How Lifestyle Pension Funds Could Work Against You

In a recent report, the discretionary fund manager, Seven Investment Management, has questioned whether the assumptions of Lifestyle Pension Funds are still relevant.

It estimates that more than £100 billion in pension savings are invested in Lifestyle Pension Funds.  It calculates this could create the risk that millions of people could run out of pension money towards the end of their lives.

By way of illustration, two investors were compared.  Each one saved an average of £7,500 a year from the age of 30 to 60.  One investor chose a 'moderately cautious' portfolio targeting a return of 4 per cent a year.  The other investor accepted a little more risk, investing in a ‘balanced’ portfolio targeting a return of 5 per cent a year.  They each drew £22,000 a year in retirement.

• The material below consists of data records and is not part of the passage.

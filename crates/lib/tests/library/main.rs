//! Integration tests for antler-lib.
//!
//! Each module drives complete build files through the public API.

mod build_file_tests;
mod common;
mod execute_tests;
mod macro_tests;
mod property_tests;
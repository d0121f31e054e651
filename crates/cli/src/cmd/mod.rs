mod run;
mod targets;

pub use run::cmd_run;
pub use targets::cmd_targets;
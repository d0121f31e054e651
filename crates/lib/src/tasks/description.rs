use crate::component::{Component, Descriptor};
use crate::element::ElementId;
use crate::error::Result;
use crate::project::Project;

/// Appends its text to the project description.
#[derive(Debug, Default)]
pub struct Description {
  text: String,
}

impl Description {
  pub(crate) fn descriptor() -> Descriptor<Description> {
    Descriptor::<Description>::new().text(|desc, text| desc.text.push_str(&text))
  }
}

impl Component for Description {
  fn execute(&self, project: &mut Project, _element: ElementId) -> Result<()> {
    project.append_description(&self.text);
    Ok(())
  }

  fn describe(&self) -> String {
    self.text.clone()
  }
}

#[cfg(test)]
mod tests {
  use super::*;
  use crate::parse::load_str;

  #[test]
  fn texts_accumulate() {
    let mut project = Project::new();
    load_str(
      &mut project,
      "<project><description>Builds the </description><description>widget.</description></project>",
    )
    .unwrap();
    assert_eq!(project.description(), Some("Builds the widget."));
  }
}
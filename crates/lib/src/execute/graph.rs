//! Target dependency graph.
//!
//! Edges point from a target to each of its prerequisites. Ordering is a
//! depth-first sort that visits prerequisites in declared order, so the
//! output is deterministic and respects the order authors wrote in `depends`.

use std::collections::HashMap;

use indexmap::IndexMap;
use petgraph::algo::has_path_connecting;
use petgraph::graph::{DiGraph, NodeIndex};

use crate::error::{BuildError, ErrorKind, Result};
use crate::target::Target;

#[derive(Debug, Clone, Copy, PartialEq, Eq)]
enum VisitState {
  Unvisited,
  Visiting,
  Visited,
}

pub struct TargetGraph {
  graph: DiGraph<String, ()>,
  nodes: HashMap<String, NodeIndex>,
  /// Prerequisites per node in declared order; petgraph iterates neighbors newest first.
  prerequisites: Vec<Vec<NodeIndex>>,
  project: String,
}

impl TargetGraph {
  /// Build and validate the graph of every declared target.
  ///
  /// Fails on the first unknown prerequisite or dependency cycle, before any
  /// target runs.
  pub fn build(targets: &IndexMap<String, Target>, project: &str) -> Result<Self> {
    let mut graph = DiGraph::new();
    let mut nodes = HashMap::new();

    for name in targets.keys() {
      let idx = graph.add_node(name.clone());
      nodes.insert(name.clone(), idx);
    }

    let mut prerequisites = vec![Vec::new(); graph.node_count()];
    for target in targets.values() {
      let from = nodes[&target.name];
      for dependency in &target.depends {
        let Some(&to) = nodes.get(dependency) else {
          return Err(BuildError::at(
            ErrorKind::UnknownTarget {
              name: dependency.clone(),
              project: project.to_string(),
              used_from: Some(target.name.clone()),
            },
            target.location.clone(),
          ));
        };
        graph.add_edge(from, to, ());
        prerequisites[from.index()].push(to);
      }
    }

    let dag = Self {
      graph,
      nodes,
      prerequisites,
      project: project.to_string(),
    };

    // Validate the whole graph, not only what a particular request reaches
    let all: Vec<String> = targets.keys().cloned().collect();
    dag.topo_sort(&all)?;

    Ok(dag)
  }

  /// Order the closure of `roots` so every prerequisite precedes its dependents.
  ///
  /// Roots are processed left to right with one shared visited set, so a
  /// target reachable from several roots appears once, at its first position.
  pub fn topo_sort(&self, roots: &[String]) -> Result<Vec<String>> {
    let mut states = vec![VisitState::Unvisited; self.graph.node_count()];
    let mut path = Vec::new();
    let mut order = Vec::new();

    for root in roots {
      let node = self.node(root)?;
      if states[node.index()] == VisitState::Unvisited {
        self.visit(node, &mut states, &mut path, &mut order)?;
      }
    }

    Ok(order)
  }

  fn visit(
    &self,
    node: NodeIndex,
    states: &mut [VisitState],
    path: &mut Vec<NodeIndex>,
    order: &mut Vec<String>,
  ) -> Result<()> {
    states[node.index()] = VisitState::Visiting;
    path.push(node);

    for &prerequisite in &self.prerequisites[node.index()] {
      match states[prerequisite.index()] {
        VisitState::Unvisited => self.visit(prerequisite, states, path, order)?,
        VisitState::Visiting => return Err(self.cycle_error(prerequisite, path)),
        VisitState::Visited => {}
      }
    }

    path.pop();
    states[node.index()] = VisitState::Visited;
    order.push(self.graph[node].clone());
    Ok(())
  }

  /// `a <- b <- a`: the repeated target, then the DFS path back to it.
  fn cycle_error(&self, end: NodeIndex, path: &[NodeIndex]) -> BuildError {
    let mut chain = vec![self.graph[end].clone()];
    for &node in path.iter().rev() {
      chain.push(self.graph[node].clone());
      if node == end {
        break;
      }
    }
    BuildError::new(ErrorKind::CircularDependency(chain))
  }

  fn node(&self, name: &str) -> Result<NodeIndex> {
    self.nodes.get(name).copied().ok_or_else(|| {
      BuildError::new(ErrorKind::UnknownTarget {
        name: name.to_string(),
        project: self.project.clone(),
        used_from: None,
      })
    })
  }

  /// Direct prerequisites of a target in declared order.
  pub fn dependencies(&self, name: &str) -> Result<Vec<String>> {
    let node = self.node(name)?;
    Ok(
      self.prerequisites[node.index()]
        .iter()
        .map(|&idx| self.graph[idx].clone())
        .collect(),
    )
  }

  /// Whether `target` depends on `prerequisite`, directly or transitively.
  pub fn depends_on(&self, target: &str, prerequisite: &str) -> bool {
    match (self.nodes.get(target), self.nodes.get(prerequisite)) {
      (Some(&from), Some(&to)) if from != to => has_path_connecting(&self.graph, from, to, None),
      _ => false,
    }
  }

  pub fn len(&self) -> usize {
    self.graph.node_count()
  }

  pub fn is_empty(&self) -> bool {
    self.graph.node_count() == 0
  }
}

The calculations revealed the first investor would run out of money at age 86.  But having accepted a little more risk, the second investor would still have around £275,000 in his pot, and could continue to draw income beyond age 100.

This clearly demonstrates how a very small increase in investment risk could make a remarkable difference to the outcome when pension pots are at their greatest, primarily due to the effects of compound interest.

Here’s the full article on Lifestyle Pension Funds.

An Alternative To Lifestyle Pension Funds

With people living longer, Lifestyle Pension Funds may not always be an appropriate solution.  By definition, they offer a broad brush approach.  It can often be more effective over the longer term to select funds in line with your personal circumstances and your attitude to risk and capacity to loss, and review them on a regular basis.